• **WORK REQUIRED**
Your output should be the lines from the one with "pub mod store;" through the end of the entries below, set down word for word and nothing else.

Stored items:
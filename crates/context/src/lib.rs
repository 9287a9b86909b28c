//! Tessel Context - Views over a shared table store.
//!
//! A context is a read-oriented façade over a table store that tracks which
//! rows changed since its last cycle. The store owns the data and pushes each
//! mutation batch to every subscribed context; contexts never write back.
//!
//! # Core Concepts
//!
//! - `TableStore`: The read interface a context needs from its store
//! - `Context`: The lifecycle, notify and read contract shared by all view variants
//! - `UnitContext`: The identity view, which exposes store rows unchanged
//! - `RowDelta`: Rows harvested from a context's tracking set
//!
//! # Cycle
//!
//! ```ignore
//! ctx.step_begin();               // clears the tracking set
//! ctx.notify(&batch)?;            // tracks every mutated primary key
//! ctx.step_end();
//! let delta = ctx.get_row_delta(&store)?;
//! ```

#![no_std]

extern crate alloc;

pub mod context;
pub mod row_delta;
pub mod store;
pub mod unit;

pub use context::Context;
pub use row_delta::RowDelta;
pub use store::TableStore;
pub use unit::UnitContext;

// Re-export commonly used types from dependencies
pub use tessel_core::{DataType, Error, Result, Scalar, Schema, StepBatch, Symbol, SymbolTable};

• **ANSWER BOX**
pub mod store;
pub mod unit;

pub use context::Context;
pub use row_delta::RowDelta;
pub use store::TableStore;
pub use unit::UnitContext;

// Re-export commonly used types from dependencies
pub use tessel_core::{DataType, Error, Result, Scalar, Schema, StepBatch, Symbol, SymbolTable};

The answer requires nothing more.